L'omicidio di Marta Russo
A 25 anni dal delitto della Sapienza: tutto ciò che si è detto in questi anni
La giovane età della studentessa, l'università come luogo del delitto, gli errori processuali e l'ambiguità dei testimoni: sono tanti i connotati di una vicenda destinata a rimanere nella storia italiana. Ciò che è rimasto è il dolore di una famiglia e la consapevolezza di non aver chiarito il caso
Era il 9 maggio 1997 quando Marta Russo venne ferita a morte da un colpo di pistola mentre passeggiava per i viali della Sapienza in compagnia dell'amica Jolanda Ricci. Da quel momento si creò un groviglio inestricabile di domande che ancora oggi ritornano: chi è stato? Perchè? Da dove è partito lo sparo? I vari processi susseguitisi negli anni successivi hanno portato alla condanna in via definitiva dell'assistente universitario Giovanni Scattone, accusato di omicidio colposo aggravato e di Salvatore Ferraro, assistente come lui, per favoreggiamento personale. Entrambi si sono sempre dichiarati innocenti sulla base dell'inquinamento e della mancanza di prove, delle perizie chimico-balistiche, della contraddittorietà dei testimoni chiave, che subirono una pressione importante da parte dei magistrati e della copertura mediatica che condizionò il processo. I genitori di Marta hanno sempre accettato la verità processuale, la quale ha stabilito che un granello di polvere da sparo rimasto sul davanzale dell'aula 6, proprio dove si trovavano i due assistenti, fosse la condizione sufficiente per accusare i due giovani.
In questi 25 anni anche il Foglio ha ripercorso la vicenda, a volte appoggiandosi ad alcuni dei libri e dei podcast che hanno cercato di indagare e di comprendere il caso di Marta.
Vittorio Pezzuto, per esempio, al termine di vari anni di studio sul processo, ha pubblicato il volume “Marta Russo, di sicuro c'è solo che è morta”. Un libro che smonta e analizza quello che è successo dopo l'omicidio nelle aule di giustizia, dove sono emerse tante, troppe assurdità. Le 664 pagine sono state auto pubblicate dall'autore dopo vari rifiuti editoriali, conseguenza della scomoda conclusione a cui arriva l'autore, ovvero che i due presunti assassini siano stati il capro espiatorio di una vicenda talmente assurda da sembrare impensabile. I giudici, sostiene Pezzuto, sono stati influenzati da articoli e servizi televisivi in grado di ritrarre i due assistenti come due serial killer cinici e disturbati. Qui sotto ne riportiamo un estratto.

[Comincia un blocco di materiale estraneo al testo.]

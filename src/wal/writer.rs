//! WAL Writer
//!
//! Handles appending records to the WAL file.

use std::fs::{File, OpenOptions};
use std::io::{BufWriter, Write};
use std::mem;
use std::path::{Path, PathBuf};

use crate::config::WalSyncStrategy;
use crate::error::{IoContext, Result};
use crate::record::Record;

/// Appends records to the WAL file
pub struct WalWriter {
    path: PathBuf,
    writer: BufWriter<File>,
    sync_strategy: WalSyncStrategy,
    /// Records written since the last fsync
    unsynced: usize,
    /// Current length of the log in bytes
    len: u64,
}

impl WalWriter {
    /// Open or create a WAL file, positioned at its end
    pub fn open(path: &Path, sync_strategy: WalSyncStrategy) -> Result<Self> {
        let file = OpenOptions::new()
            .create(true)
            .append(true)
            .open(path)
            .with_path(path)?;
        let len = file.metadata().with_path(path)?.len();

        Ok(Self {
            path: path.to_path_buf(),
            writer: BufWriter::new(file),
            sync_strategy,
            unsynced: 0,
            len,
        })
    }

    /// Append a record and hand it to the OS before returning
    ///
    /// The record is durable once this returns under `EveryWrite`; under
    /// `EveryNEntries` it survives a process crash but may be lost on power
    /// failure until the next fsync.
    ///
    /// If the write fails, the log is cut back to its previous length so a
    /// torn record never sits in front of later appends.
    pub fn append(&mut self, record: &Record) -> Result<()> {
        let encoded = record.encode();
        let written = self
            .writer
            .write_all(&encoded)
            .and_then(|()| self.writer.flush());
        if let Err(e) = written {
            if let Err(cut) = self.cut_torn_tail() {
                tracing::error!(path = %self.path.display(), error = %cut, "failed to cut torn WAL record");
            }
            return Err(e).with_path(&self.path);
        }
        self.len += encoded.len() as u64;
        self.unsynced += 1;

        let due = match self.sync_strategy {
            WalSyncStrategy::EveryWrite => true,
            WalSyncStrategy::EveryNEntries { count } => self.unsynced >= count,
        };
        if due {
            self.sync()?;
        }
        Ok(())
    }

    /// Force sync to disk
    pub fn sync(&mut self) -> Result<()> {
        self.writer.flush().with_path(&self.path)?;
        self.writer.get_ref().sync_data().with_path(&self.path)?;
        self.unsynced = 0;
        Ok(())
    }

    /// Discard every record in the log
    ///
    /// Only call once everything the log protects is durable elsewhere.
    pub fn truncate(&mut self) -> Result<()> {
        self.writer.flush().with_path(&self.path)?;
        let file = self.writer.get_ref();
        file.set_len(0).with_path(&self.path)?;
        file.sync_all().with_path(&self.path)?;
        self.len = 0;
        self.unsynced = 0;
        tracing::debug!(path = %self.path.display(), "WAL truncated");
        Ok(())
    }

    /// Truncate to the last complete record and drop anything still buffered
    fn cut_torn_tail(&mut self) -> Result<()> {
        let file = OpenOptions::new()
            .append(true)
            .open(&self.path)
            .with_path(&self.path)?;
        file.set_len(self.len).with_path(&self.path)?;

        let stale = mem::replace(&mut self.writer, BufWriter::new(file));
        // into_parts hands back the buffer instead of flushing it
        let _ = stale.into_parts();
        Ok(())
    }

    /// Current size of the log in bytes
    pub fn len(&self) -> u64 {
        self.len
    }

    pub fn is_empty(&self) -> bool {
        self.len == 0
    }

    pub fn path(&self) -> &Path {
        &self.path
    }
}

Coinvolte dall'omicidio di una ragazza come loro, Chiara Lalli e Cecilia Sala hanno minuziosamente analizzato ogni parte della macabra vicenda arrivando a confezionare un podcast dal titolo “polvere”, perchè “sotto la polvere una verità è possibile”. Sotto l'apparenza di quel residuo rilasciato (forse) dall'arma da fuoco, depositatosi sul davanzale dell'aula 6, c'è molto di più: secondo le due giornaliste, bisogna scollarsi di dosso le voci e le etichette di un caso dove l'opinione pubblica ha condizionato eccessivamente il giudizio dei magistrati.
Dal podcast al libro: il 25 maggio 2021 “Polvere” è diventato un prodotto cartaceo, edito da Mondadori per la collana “Strade blu”. Vengono analizzati i lati oscuri di quella mattina di maggio, arricchiti dal coinvolgimento di Chiara Lalli, anch'essa studentessa della Sapienza, che ricorda di aver vissuto con particolare ansia i giorni successivi alla morte di Marta: domande, dubbi, paura.